### AIM OF THE TASK
Please retype only the lines below that run from the one containing "picking up loot." through the last line, both included, without altering a word.

(Beginning of GIVEN RECORDS)

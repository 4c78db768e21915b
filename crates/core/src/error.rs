use thiserror::Error;

/// Errors surfaced by the wire codec when decoding a datagram.
#[derive(Debug, Error)]
pub enum WireError {
    #[error("malformed payload: {0}")]
    MalformedPayload(#[from] rmp_serde::decode::Error),
    #[error("failed to encode payload: {0}")]
    Encode(#[from] rmp_serde::encode::Error),
    #[error("unsupported message type: {0}")]
    UnsupportedType(String),
    #[error("payload exceeds max packet size ({0} > {1})")]
    TooLarge(usize, usize),
    #[error("decompression failed: {0}")]
    Decompress(#[from] std::io::Error),
}

/// Rejection reasons for a reconnect attempt, surfaced verbatim to the client.
#[derive(Debug, Clone, Copy, PartialEq, Eq, Error)]
pub enum SessionError {
    #[error("session token is not recognized")]
    Invalid,
    #[error("session has expired")]
    Expired,
    #[error("session is already active")]
    AlreadyActive,
    #[error("session has no saved state to restore")]
    NoSavedState,
}

/// Rejection reasons for joining a lobby.
#[derive(Debug, Clone, Copy, PartialEq, Eq, Error)]
pub enum LobbyError {
    #[error("lobby is full")]
    LobbyFull,
    #[error("team is full")]
    TeamFull,
    #[error("lobby is closed")]
    LobbyClosed,
}

/// Rejection reasons for authoritative movement input.
#[derive(Debug, Clone, Copy, PartialEq, Eq, Error)]
pub enum MovementError {
    #[error("movement blocked by collision")]
    Blocked,
    #[error("position would leave world bounds")]
    OutOfBounds,
    #[error("input rejected by anti-cheat")]
    Rejected,
}

/// Rejection reasons for combat actions.
#[derive(Debug, Clone, Copy, PartialEq, Eq, Error)]
pub enum CombatError {
    #[error("attack is on cooldown")]
    OnCooldown,
    #[error("player is casting")]
    Casting,
    #[error("ability is not known for this class")]
    UnknownAbility,
    #[error("not enough mana")]
    InsufficientMana,
}

/// Rejection reasons for picking up loot.
#[derive(Debug, Clone, Copy, PartialEq, Eq, Error)]
pub enum LootError {
    #[error("player is dead")]
    Dead,
    #[error("loot item no longer exists")]
    Missing,
    #[error("loot is out of pickup range")]
    OutOfRange,
    #[error("player is not in the loot's room")]
    WrongRoom,
    #[error("inventory is full")]
    InventoryFull,
}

(End of GIVEN RECORDS)

### FINAL ANSWER
/// Rejection reasons for picking up loot.
#[derive(Debug, Clone, Copy, PartialEq, Eq, Error)]
pub enum LootError {
    #[error("player is dead")]
    Dead,
    #[error("loot item no longer exists")]
    Missing,
    #[error("loot is out of pickup range")]
    OutOfRange,
    #[error("player is not in the loot's room")]
    WrongRoom,
    #[error("inventory is full")]
    InventoryFull,
}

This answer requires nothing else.